Running command-line BLAST¶
The goal of this tutorial is to run you through a demonstration of the command line, which you may not have seen or used much before.
Start up an m1.xlarge Amazon EC2 instance.
All of the commands below can copy/pasted.
Updating the software on the machine¶
Copy and paste the following commands
sudo apt-get update && sudo apt-get -y install python ncbi-blast+
(make sure to hit enter after the paste – sometimes the last line doesn’t paste completely.)

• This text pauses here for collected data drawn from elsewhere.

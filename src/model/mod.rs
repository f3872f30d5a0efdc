pub mod competitor;
pub mod matchup;
pub mod ranking;

pub use competitor::Competitor;
pub use matchup::{Match, RoundPairing, Unpaired, UnpairedReason, WinnerSide};
pub use ranking::{rank_by, rank_default, RankCriterion};
pub mod columns;
pub mod reader;

pub use columns::{classify, ClassifiedColumns, RoundColumn};
pub use reader::{detect_delimiter, parse, RawRecord, Table};
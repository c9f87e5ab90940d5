use thiserror::Error;

/// Crate-wide result type
pub type Result<T> = std::result::Result<T, CrosswordError>;

/// Top-level error for the crossword engine
#[derive(Debug, Error)]
pub enum CrosswordError {
    #[error("invalid generator configuration: {0}")]
    Config(#[from] ConfigError),

    #[error("invalid word bank: {0}")]
    Bank(#[from] BankError),
}

/// Rejected generator settings
#[derive(Debug, Clone, PartialEq, Eq, Error)]
pub enum ConfigError {
    #[error("grid size {size} is below the minimum of {min}")]
    GridTooSmall { size: usize, min: usize },

    #[error("grid size {size} exceeds the maximum of {max}")]
    GridTooLarge { size: usize, max: usize },

    #[error("min_words must be at least 1")]
    ZeroMinWords,
}

/// Problems found while loading a word bank. Line numbers are 1-based.
#[derive(Debug, Clone, PartialEq, Eq, Error)]
pub enum BankError {
    #[error("line {line}: expected ANSWER<TAB>clue")]
    MissingClue { line: usize },

    #[error("line {line}: empty answer")]
    EmptyAnswer { line: usize },

    #[error("line {line}: answer {answer:?} contains characters outside A-Z")]
    InvalidCharacters { line: usize, answer: String },

    #[error("line {line}: answer {answer:?} has length {len}, expected 3 to 13")]
    InvalidLength { line: usize, answer: String, len: usize },
}
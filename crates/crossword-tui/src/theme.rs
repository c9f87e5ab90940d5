use crossterm::style::Color;

/// Color theme for printed puzzles
#[derive(Debug, Clone)]
pub struct Theme {
    /// Grid border color
    pub border: Color,
    /// Blocked (unused) cell color
    pub block: Color,
    /// Solution letter color
    pub letter: Color,
    /// Clue number color
    pub number: Color,
    /// Section heading color
    pub heading: Color,
    /// Clue text color
    pub clue: Color,
    /// Secondary info (date, seed) color
    pub info: Color,
    /// Solved message color
    pub success: Color,
    /// Not-solved message color
    pub error: Color,
}

impl Default for Theme {
    fn default() -> Self {
        Self::dark()
    }
}

impl Theme {
    /// Dark theme (default)
    pub fn dark() -> Self {
        Self {
            border: Color::Rgb { r: 70, g: 75, b: 90 },
            block: Color::Rgb { r: 45, g: 48, b: 60 },
            letter: Color::Rgb { r: 80, g: 180, b: 255 },
            number: Color::Rgb { r: 255, g: 210, b: 100 },
            heading: Color::Rgb { r: 130, g: 140, b: 170 },
            clue: Color::Rgb { r: 230, g: 230, b: 240 },
            info: Color::Rgb { r: 160, g: 165, b: 185 },
            success: Color::Rgb { r: 90, g: 255, b: 130 },
            error: Color::Rgb { r: 255, g: 90, b: 90 },
        }
    }

    pub fn light() -> Self {
        Self {
            border: Color::Rgb { r: 180, g: 180, b: 195 },
            block: Color::Rgb { r: 60, g: 60, b: 80 },
            letter: Color::Rgb { r: 30, g: 100, b: 200 },
            number: Color::Rgb { r: 200, g: 120, b: 20 },
            heading: Color::Rgb { r: 60, g: 60, b: 80 },
            clue: Color::Rgb { r: 30, g: 30, b: 40 },
            info: Color::Rgb { r: 90, g: 90, b: 110 },
            success: Color::Rgb { r: 40, g: 160, b: 60 },
            error: Color::Rgb { r: 220, g: 50, b: 50 },
        }
    }

    pub fn high_contrast() -> Self {
        Self {
            border: Color::Grey,
            block: Color::White,
            letter: Color::Cyan,
            number: Color::Yellow,
            heading: Color::White,
            clue: Color::White,
            info: Color::Grey,
            success: Color::Green,
            error: Color::Red,
        }
    }

    pub fn by_name(name: &str) -> Option<Self> {
        match name {
            "dark" => Some(Self::dark()),
            "light" => Some(Self::light()),
            "high-contrast" => Some(Self::high_contrast()),
            _ => None,
        }
    }
}

#[cfg(test)]
mod tests {
    use super::*;

    #[test]
    fn test_by_name() {
        assert_eq!(Theme::by_name("light").map(|t| t.letter), Some(Theme::light().letter));
        assert_eq!(Theme::by_name("high-contrast").map(|t| t.block), Some(Theme::high_contrast().block));
        assert!(Theme::by_name("neon").is_none());
    }
}
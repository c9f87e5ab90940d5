//! Basic example of using the crossword engine

use crossword_core::{generate, is_solved, GeneratorConfig, WordBank};

fn main() {
    let bank = WordBank::builtin();
    let config = GeneratorConfig::default();

    println!("Generating the puzzle for 2026-10-15...\n");
    let puzzle = match generate(&bank, "2026-10-15", &config) {
        Ok(puzzle) => puzzle,
        Err(e) => {
            eprintln!("Error: {}", e);
            return;
        }
    };

    println!("Solution:");
    println!("{}\n", puzzle.grid);
    println!(
        "{} words, {} trial(s), seed {}",
        puzzle.placements.len(),
        puzzle.meta.trials_run,
        puzzle.meta.base_seed
    );

    println!("\nAcross");
    for clue in puzzle.across() {
        println!("{:>3}. {} ({})", clue.number, clue.text, clue.answer.len());
    }
    println!("\nDown");
    for clue in puzzle.down() {
        println!("{:>3}. {} ({})", clue.number, clue.text, clue.answer.len());
    }

    // A fresh player grid is not solved; the solution itself is
    let player = puzzle.blank_player_grid();
    println!("\nBlank grid solved? {}", is_solved(&player, &puzzle.grid));
    println!("Solution solved? {}", is_solved(&puzzle.grid, &puzzle.grid));
}
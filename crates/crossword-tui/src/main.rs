mod config;
mod date;
mod error;
mod render;
mod theme;

use clap::{Args, Parser, Subcommand};
use config::{load_bank, ConfigFile};
use crossword_core::{generate, generate_with_seed, random_seed, Grid, PuzzleResult};
use date::CivilDate;
use error::AppError;
use render::{render_check, render_puzzle, RenderOptions};
use serde::Serialize;
use std::fs;
use std::io;
use std::path::{Path, PathBuf};
use std::process::ExitCode;

#[derive(Debug, Parser)]
#[command(name = "crossword", version, about = "Daily crossword generator")]
struct Cli {
    #[command(subcommand)]
    command: Command,
}

#[derive(Debug, Subcommand)]
enum Command {
    /// Print a puzzle with its clues
    Show {
        #[command(flatten)]
        puzzle: PuzzleArgs,
        /// Fill in the answers
        #[arg(long)]
        solution: bool,
        /// Print the puzzle as JSON instead
        #[arg(long)]
        json: bool,
    },
    /// Check a file of answers against a puzzle
    Check {
        #[command(flatten)]
        puzzle: PuzzleArgs,
        /// Grid rows, one per line; `.` or space for empty cells
        #[arg(long)]
        answers: PathBuf,
    },
}

#[derive(Debug, Args)]
struct PuzzleArgs {
    /// Puzzle date (YYYY-MM-DD); defaults to today in UTC
    #[arg(long, conflicts_with_all = ["seed", "random"])]
    date: Option<String>,
    /// Explicit base seed
    #[arg(long, conflicts_with = "random")]
    seed: Option<u32>,
    /// Practice puzzle from a random seed
    #[arg(long)]
    random: bool,
    /// Word bank file (TSV `ANSWER<TAB>clue`, or JSON)
    #[arg(long)]
    words: Option<PathBuf>,
    /// Config file (JSON); defaults to crossword/config.json in the config dir
    #[arg(long)]
    config: Option<PathBuf>,
    /// mini, daily or large
    #[arg(long)]
    preset: Option<String>,
    #[arg(long)]
    grid_size: Option<usize>,
    #[arg(long)]
    min_words: Option<usize>,
    #[arg(long)]
    max_salts: Option<u32>,
    /// Stop starting new trials after this many milliseconds
    #[arg(long)]
    time_budget_ms: Option<u64>,
    /// dark, light or high-contrast
    #[arg(long)]
    theme: Option<String>,
}

impl PuzzleArgs {
    fn overrides(&self) -> ConfigFile {
        ConfigFile {
            preset: self.preset.clone(),
            grid_size: self.grid_size,
            min_words: self.min_words,
            max_salts: self.max_salts,
            time_budget_ms: self.time_budget_ms,
            words: self.words.clone(),
            theme: self.theme.clone(),
        }
    }
}

/// Where the base seed comes from
enum SeedSource {
    Date(CivilDate),
    Fixed(u32),
}

impl SeedSource {
    fn from_args(args: &PuzzleArgs) -> Result<Self, AppError> {
        if let Some(seed) = args.seed {
            return Ok(Self::Fixed(seed));
        }
        if args.random {
            return Ok(Self::Fixed(random_seed()));
        }
        match &args.date {
            Some(text) => CivilDate::parse(text)
                .map(Self::Date)
                .ok_or_else(|| AppError::InvalidDate(text.clone())),
            None => Ok(Self::Date(CivilDate::today_utc())),
        }
    }

    fn title(&self) -> String {
        match self {
            Self::Date(date) => format!("Crossword for {}", date),
            Self::Fixed(seed) => format!("Practice crossword #{}", seed),
        }
    }
}

#[derive(Serialize)]
struct JsonOutput<'a> {
    date: Option<String>,
    puzzle: &'a PuzzleResult,
}

struct Loaded {
    source: SeedSource,
    puzzle: PuzzleResult,
    theme: theme::Theme,
}

fn load_puzzle(args: &PuzzleArgs) -> Result<Loaded, AppError> {
    let settings = ConfigFile::load(args.config.as_deref())?
        .merge(args.overrides())
        .resolve()?;
    let bank = load_bank(settings.words.as_deref())?;
    let source = SeedSource::from_args(args)?;

    let puzzle = match &source {
        SeedSource::Date(date) => generate(&bank, &date.to_string(), &settings.generator)?,
        SeedSource::Fixed(seed) => generate_with_seed(&bank, *seed, &settings.generator)?,
    };
    log::info!(
        "{}: {} words after {} trials",
        source.title(),
        puzzle.placements.len(),
        puzzle.meta.trials_run
    );

    Ok(Loaded {
        source,
        puzzle,
        theme: settings.theme,
    })
}

fn read_answers(path: &Path, size: usize) -> Result<Grid, AppError> {
    let text = fs::read_to_string(path).map_err(|source| AppError::Read {
        path: path.to_path_buf(),
        source,
    })?;
    let rows: Vec<&str> = text.lines().collect();
    Grid::from_rows(size, &rows).ok_or_else(|| AppError::AnswerShape {
        path: path.to_path_buf(),
        size,
    })
}

fn run(cli: Cli) -> Result<ExitCode, AppError> {
    let mut stdout = io::stdout();

    match cli.command {
        Command::Show { puzzle, solution, json } => {
            let loaded = load_puzzle(&puzzle)?;
            if json {
                let date = match &loaded.source {
                    SeedSource::Date(date) => Some(date.to_string()),
                    SeedSource::Fixed(_) => None,
                };
                let output = JsonOutput {
                    date,
                    puzzle: &loaded.puzzle,
                };
                let text = serde_json::to_string_pretty(&output).map_err(io::Error::from)?;
                println!("{}", text);
            } else {
                let options = RenderOptions { reveal: solution };
                render_puzzle(&mut stdout, &loaded.puzzle, &loaded.source.title(), &loaded.theme, options)?;
            }
            Ok(ExitCode::SUCCESS)
        }
        Command::Check { puzzle, answers } => {
            let loaded = load_puzzle(&puzzle)?;
            let player = read_answers(&answers, loaded.puzzle.grid.size())?;
            let solved = render_check(&mut stdout, &player, &loaded.puzzle, &loaded.theme)?;
            Ok(if solved { ExitCode::SUCCESS } else { ExitCode::from(1) })
        }
    }
}

fn main() -> ExitCode {
    env_logger::Builder::from_env(env_logger::Env::default().default_filter_or("warn")).init();

    let cli = Cli::parse();
    match run(cli) {
        Ok(code) => code,
        Err(e) => {
            eprintln!("Error: {}", e);
            ExitCode::from(2)
        }
    }
}

#[cfg(test)]
mod tests {
    use super::*;
    use clap::CommandFactory;

    #[test]
    fn test_cli_definition() {
        Cli::command().debug_assert();
    }

    #[test]
    fn test_seed_flags_conflict() {
        assert!(Cli::try_parse_from(["crossword", "show", "--date", "2026-10-15", "--seed", "4"]).is_err());
        assert!(Cli::try_parse_from(["crossword", "show", "--seed", "4", "--random"]).is_err());
    }

    #[test]
    fn test_seed_source() {
        let cli = Cli::try_parse_from(["crossword", "show", "--date", "2026-10-15"]).unwrap();
        let Command::Show { puzzle, .. } = cli.command else {
            panic!("expected show");
        };
        let source = SeedSource::from_args(&puzzle).unwrap();
        assert_eq!(source.title(), "Crossword for 2026-10-15");

        let cli = Cli::try_parse_from(["crossword", "show", "--date", "2026-02-30"]).unwrap();
        let Command::Show { puzzle, .. } = cli.command else {
            panic!("expected show");
        };
        assert!(matches!(SeedSource::from_args(&puzzle), Err(AppError::InvalidDate(_))));
    }

    #[test]
    fn test_overrides_map_flags() {
        let cli = Cli::try_parse_from(["crossword", "check", "--answers", "a.txt", "--preset", "mini", "--min-words", "4"])
            .unwrap();
        let Command::Check { puzzle, answers } = cli.command else {
            panic!("expected check");
        };
        assert_eq!(answers, PathBuf::from("a.txt"));
        let settings = puzzle.overrides().resolve().unwrap();
        assert_eq!(settings.generator.grid_size, 9);
        assert_eq!(settings.generator.min_words, 4);
    }
}
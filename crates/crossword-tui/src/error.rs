use crossword_core::CrosswordError;
use std::io;
use std::path::PathBuf;
use thiserror::Error;

#[derive(Debug, Error)]
pub enum AppError {
    #[error(transparent)]
    Core(#[from] CrosswordError),

    #[error("could not read {path}: {source}")]
    Read { path: PathBuf, source: io::Error },

    #[error("could not parse {path}: {source}")]
    Json {
        path: PathBuf,
        source: serde_json::Error,
    },

    #[error("invalid date {0:?}, expected YYYY-MM-DD")]
    InvalidDate(String),

    #[error("unknown preset {0:?}, expected mini, daily or large")]
    UnknownPreset(String),

    #[error("unknown theme {0:?}, expected dark, light or high-contrast")]
    UnknownTheme(String),

    #[error("answer grid in {path} does not fit a {size}x{size} puzzle")]
    AnswerShape { path: PathBuf, size: usize },

    #[error("terminal output failed: {0}")]
    Output(#[from] io::Error),
}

This updates the software list and installs the Python programming language and NCBI BLAST+.
Running BLAST¶
First! We need some data. Let’s grab the mouse and zebrafish RefSeq protein data sets from NCBI, and put them in /mnt, which is the scratch disk space for Amazon machines
sudo chmod a+rwxt /mnt
cd /mnt
curl -O ftp://ftp.ncbi.nih.gov/refseq/M_musculus/mRNA_Prot/mouse.1.protein.faa.gz
curl -O ftp://ftp.ncbi.nih.gov/refseq/M_musculus/mRNA_Prot/mouse.2.protein.faa.gz
curl -O ftp://ftp.ncbi.nih.gov/refseq/M_musculus/mRNA_Prot/mouse.3.protein.faa.gz
curl -O ftp://ftp.ncbi.nih.gov/refseq/D_rerio/mRNA_Prot/zebrafish.1.protein.faa.gz
If you look at the files in the current directory, you should see four files, along with a directory called lost+found which is for system information:
ls -l
should show you:
total 28904
drwx------ 2 root root 16384 Nov 2 2014 lost+found
-rw-rw-r-- 1 ubuntu ubuntu 8132346 Aug 10 21:44 mouse.1.protein.faa.gz
-rw-rw-r-- 1 ubuntu ubuntu 8091255 Aug 10 21:44 mouse.2.protein.faa.gz
-rw-rw-r-- 1 ubuntu ubuntu 565224 Aug 10 21:44 mouse.3.protein.faa.gz
-rw-rw-r-- 1 ubuntu ubuntu 12735506 Aug 10 21:44 zebrafish.1.protein.faa.gz
All four of the files are FASTA protein files (that’s what the .faa suggests) that are compressed by gzip (that’s what the .gz suggests).
Uncompress them
gunzip *.faa.gz
and let’s look at the first few sequences in the file:
head mouse.1.protein.faa
These are protein sequences in FASTA format. FASTA format is something many of you have probably seen in one form or another – it’s pretty ubiquitous. It’s just a text file, containing records; each record starts with a line beginning with a ‘>’, and then contains one or more lines of sequence text.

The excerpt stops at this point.